My parents need not own a lawnmower, snow shovel or rake. That’s because they subscribe to a lawn care service that sends someone round regularly to cut the grass, rake the leaves or shovel the snow, depending on the season and weather. For this, they pay a regular subscription. And they are not alone. During the summer, you can see a slew of trucks, belonging to competing services, parked on their road.
Turning your products into services
If you are one of the few people employed by the manufacturing industry or involved in selling products, it is clear that this trend towards selling products in the form of services is likely to continue. Moreover, it has its advantages. For example, it is my understanding that the heavy vehicle industry was less affected by the economic downturn than the passenger car industry largely because many trucks are bought as contracts that include service, maintenance, and so on.
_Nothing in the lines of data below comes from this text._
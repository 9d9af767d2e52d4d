pub mod components;
pub mod config;
pub mod hooks;
pub mod services;
pub mod styles;

use std::rc::Rc;

use rand::rngs::ThreadRng;
use shared::constants::welcome_message;
use shared::shared_wheel_game::{SessionConfig, UniformSegments};
use shared::validation::PlayerProfile;
use shared::wheel_session::{ResultMessage, SessionOrchestrator, SpinReport};
use wasm_bindgen_futures::spawn_local;
use yew::prelude::*;

use crate::components::{FormView, WheelPanel};
use crate::config::prize_url;
use crate::services::wheel_view::WheelHandles;
use crate::services::{GlooPacer, GlooPrizeClient, YewWheelView};

pub type BrowserSession =
    SessionOrchestrator<YewWheelView, GlooPrizeClient, GlooPacer, UniformSegments<ThreadRng>>;

#[function_component(App)]
pub fn app() -> Html {
    let visible = use_state(|| false);
    let attempts_left = use_state(|| 0u32);
    let is_spinning = use_state(|| false);
    let message = use_state(ResultMessage::cleared);
    let rotation = use_state(|| 0.0f64);

    let session: Rc<BrowserSession> = {
        let handles = WheelHandles {
            visible: visible.setter(),
            attempts_left: attempts_left.setter(),
            is_spinning: is_spinning.setter(),
            message: message.setter(),
            rotation: rotation.setter(),
        };
        use_memo((), move |_| {
            let config = SessionConfig::default();
            let view = YewWheelView::new(handles, config.spin_duration);
            SessionOrchestrator::new(
                config,
                view,
                GlooPrizeClient::new(prize_url()),
                GlooPacer,
                UniformSegments::default(),
            )
        })
    };

    let on_login = {
        let session = session.clone();
        Callback::from(move |profile: PlayerProfile| {
            session.login(profile);
        })
    };

    let on_spin = {
        let session = session.clone();
        Callback::from(move |_: ()| {
            let session = session.clone();
            spawn_local(async move {
                match session.spin().await {
                    Ok(SpinReport::Completed(outcome)) => {
                        log::debug!("spin finished on segment {}", outcome.segment_index);
                    }
                    Ok(SpinReport::Ignored) => {}
                    Err(err) => log::error!("spin aborted: {}", err),
                }
            });
        })
    };

    let on_back = {
        let session = session.clone();
        Callback::from(move |_: ()| {
            session.back_to_form();
        })
    };

    let greeting = session
        .profile()
        .map(|profile| welcome_message(profile.name()))
        .unwrap_or_default();

    html! {
        <div class="min-h-screen w-full">
            <div class={styles::CONTAINER}>
                <div class={styles::FLEX_CENTER}>
                    if *visible {
                        <WheelPanel
                            wheel={session.config().wheel.clone()}
                            greeting={greeting}
                            attempts_left={*attempts_left}
                            is_spinning={*is_spinning}
                            rotation={*rotation}
                            message={(*message).clone()}
                            on_spin={on_spin}
                            on_back={on_back}
                        />
                    } else {
                        <FormView on_login={on_login} />
                    }
                </div>
            </div>
        </div>
    }
}
use once_cell::sync::Lazy;
use regex::Regex;
use serde::{Deserialize, Serialize};
use validator::ValidationError;

use crate::error::LoginValidationError;

static EMAIL_SHAPE: Lazy<Regex> = Lazy::new(|| Regex::new(r"\S+@\S+\.\S+").unwrap());
static PERSON_NAME: Lazy<Regex> = Lazy::new(|| Regex::new(r"^[a-zA-Z\s]*$").unwrap());

pub fn validate_required(value: &str) -> Result<(), ValidationError> {
    if value.trim().is_empty() {
        return Err(ValidationError::new("empty_field"));
    }
    Ok(())
}

pub fn validate_email(email: &str) -> Result<(), ValidationError> {
    if !EMAIL_SHAPE.is_match(email) {
        return Err(ValidationError::new("invalid_email_format"));
    }
    Ok(())
}

// Letters and whitespace only
pub fn validate_person_name(name: &str) -> Result<(), ValidationError> {
    if !PERSON_NAME.is_match(name) {
        return Err(ValidationError::new("invalid_characters"));
    }
    Ok(())
}

/// Raw values as typed into the login form.
#[derive(Debug, Clone, Default, PartialEq, Serialize, Deserialize)]
pub struct LoginForm {
    pub name: String,
    pub surname: String,
    pub email: String,
}

/// A profile that passed [`LoginForm::validate`]. The session only accepts
/// logins carrying one of these.
#[derive(Debug, Clone, PartialEq, Eq, Serialize)]
pub struct PlayerProfile {
    name: String,
    surname: String,
    email: String,
}

impl PlayerProfile {
    pub fn name(&self) -> &str {
        &self.name
    }

    pub fn surname(&self) -> &str {
        &self.surname
    }

    pub fn email(&self) -> &str {
        &self.email
    }
}

impl LoginForm {
    pub fn new(name: impl Into<String>, surname: impl Into<String>, email: impl Into<String>) -> Self {
        Self {
            name: name.into(),
            surname: surname.into(),
            email: email.into(),
        }
    }

    /// Checks run in a fixed order: empty fields, then the email shape, then
    /// the characters allowed in names. The first failure wins.
    pub fn validate(&self) -> Result<PlayerProfile, LoginValidationError> {
        let name = self.name.trim();
        let surname = self.surname.trim();
        let email = self.email.trim();

        for value in [name, surname, email] {
            validate_required(value).map_err(|_| LoginValidationError::EmptyField)?;
        }

        validate_email(email).map_err(|_| LoginValidationError::InvalidEmailFormat)?;

        validate_person_name(name)
            .and_then(|_| validate_person_name(surname))
            .map_err(|_| LoginValidationError::InvalidCharacters)?;

        Ok(PlayerProfile {
            name: name.to_string(),
            surname: surname.to_string(),
            email: email.to_string(),
        })
    }
}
As a result, the industry continued to receive steady income from existing contracts during the recession. However, people simply stopped buying cars.
An excellent creative exercise which can lead to some very innovative results is to explore how you might sell your physical products as services. Ask yourself questions, such as: is it possible to sell your product as a subscription that includes related services? Rather than selling your product as a product, could you sell it as a service? If, for instance, your company sells industrial cleaning equipment, might you offer an industrial cleaning service to your clients, rather than just the equipment? Long term contracts would result in more consistent cash-flow and, having your people using your equipment, should provide a steady steam of user feedback that would enable you continuously to improve your equipment, always an innovative thing to do!
Turning your services into more comprehensive services
Very likely your company already offers services. In this case, it is worth asking if you could enhance your services by including products as part of the services. For instance, if you run an IT consultancy supporting small businesses, perhaps you could go one step further and provide computers and software to your customers’ employees, thus freeing them from having to purchase computers themselves. The cost of the computers would be absorbed in the service fee you charge your customers.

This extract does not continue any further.